Saved data entries
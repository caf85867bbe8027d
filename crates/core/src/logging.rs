//! Structured logging infrastructure for ResQ.
//!
//! This module provides centralized logging initialization with support
//! for structured JSON output and environment-based configuration.

use tracing_subscriber::{fmt, layer::SubscriberExt, util::SubscriberInitExt, EnvFilter};

/// Environment variable selecting the output format (`json` or anything else).
pub const LOG_FORMAT_ENV: &str = "RESQ_LOG_FORMAT";

fn default_filter() -> EnvFilter {
    EnvFilter::try_from_default_env().unwrap_or_else(|_| EnvFilter::new("info"))
}

/// Initialize the logging system with structured output.
///
/// Log level can be configured via the `RUST_LOG` environment variable.
/// If not set, defaults to `info` level.
///
/// # Example
/// ```no_run
/// use resq_core::logging;
///
/// logging::init();
/// tracing::info!("Vehicle console started");
/// ```
pub fn init() {
    tracing_subscriber::registry()
        .with(default_filter())
        .with(fmt::layer().with_target(true).with_thread_ids(true))
        .init();
}

/// Initialize the logging system with JSON output for production environments.
///
/// This format is suitable for log aggregation systems and structured log analysis.
/// Log level can be configured via the `RUST_LOG` environment variable.
///
/// # Example
/// ```no_run
/// use resq_core::logging;
///
/// logging::init_json();
/// tracing::info!(vehicle_id = 7, "Vehicle console started");
/// ```
pub fn init_json() {
    tracing_subscriber::registry()
        .with(default_filter())
        .with(fmt::layer().json().with_target(true).with_thread_ids(true))
        .init();
}

/// Initialize logging using the format named by `RESQ_LOG_FORMAT`.
pub fn init_from_env() {
    match std::env::var(LOG_FORMAT_ENV) {
        Ok(format) if format.eq_ignore_ascii_case("json") => init_json(),
        _ => init(),
    }
}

What you should do
In the entries above, find lines with "output" and copy each.

Answer to this task
//! for structured JSON output and environment-based configuration.
/// Environment variable selecting the output format (`json` or anything else).
/// Initialize the logging system with structured output.
/// Initialize the logging system with JSON output for production environments.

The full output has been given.